That is very nice, if you have such an honest connection with your children. Well done.
It took work for sure.
I remember for our youngest entering into Jr High. We saw a great change of attitude (not for the better) and realized that she still didn't know who she was. My wife home-schooled her for that year and built a strong relationship and in 8th grade, back to public school with no issues for the rest of her schooling.
Wayne, our first born, (actually, we had two miscarriages first), took extra time too. Instead of busing him to school we took him to school and from school and just communicated--something that wasn't natural for him. He learned how to communicate so well that when he went to college (Florida Tech) and took a night course, we would hear a knock on the bedroom door when we were sleeping when he got home. He would just sit on the bed and share the events of the day.
The second, Lisa, she knew who she was and the word was out in high-school from the boys, "you can't get anything from her". Yet, one day she came home somewhat teary eyed and said "Everyone has a boyfriend and I don't have any".
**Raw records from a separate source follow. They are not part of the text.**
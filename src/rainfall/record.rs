use serde::Serialize;

pub const MONTH_NAMES: [&str; 12] = [
    "Jan", "Feb", "Mar", "Apr", "May", "Jun", "Jul", "Aug", "Sep", "Oct", "Nov", "Dec",
];

/// One year of monthly rainfall totals, in millimetres.
#[derive(Debug, Clone, Copy, PartialEq, Serialize)]
pub struct RainfallRecord {
    pub year: i32,
    pub monthly: [f64; 12],
    pub total: f64,
}

impl RainfallRecord {
    /// Builds a record, trusting the source's annual total when it supplied
    /// one and recomputing it from the monthly values otherwise.
    pub fn new(year: i32, monthly: [f64; 12], source_total: Option<f64>) -> Self {
        let total = source_total.unwrap_or_else(|| monthly.iter().sum());
        Self { year, monthly, total }
    }

    /// Rainfall for calendar month `month` (1-based), or `None` out of range.
    pub fn month(&self, month: u32) -> Option<f64> {
        (1..=12)
            .contains(&month)
            .then(|| self.monthly[(month - 1) as usize])
    }
}

/// Short English name for a 1-based month number.
pub fn month_name(month: u32) -> Option<&'static str> {
    MONTH_NAMES.get(month.checked_sub(1)? as usize).copied()
}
I simply asked her some questions, "Honey, are the boyfriends they have today the same ones they had last year?"
"no" was her reply.
"When they broke up, were they heart broken?"
"Yes"
"Do you think they will have the same boyfriend next year"?
Understanding started setting in and she replied "probably not".
"So, why do you want your heart broken now? Are you ready to marry?"
Scrunched face, "NO WAY".
"Then why don't you hold off on personal dating until you are ready to consider marriage and just have a great time with your friends. After all, we don't want to practice how ruin relationship and get heartbroken , we want to minimize failures and wait until we are ready to consider life-time commitment".
With a smile on her face, heart reassured that the right one would come it was the last time she looked for a boy-friend until she was in college. First one was a "no" -- but no intimacy. Second was a yes with the exchange of the gift of her body on her wedding night.
We would talk about sex, whom they liked, why they liked them and the whole gamete of life. It really was a great time. Push come to shove, they preferred spending time with the family than going out all the time.
Today, Wayne is married, with four wonderful children.
Lisa, married with four wonderful children
Naomi, happily married and just had her second.
What is beautiful is to watch the two 14 year olds play around with their siblings as innocent as one can be. Our children have reproduced what they had very effectively.
Of course we understand that there are families that have real issues. No condemnation, no pointing of fingers, just helping hands to get them back on a track of success.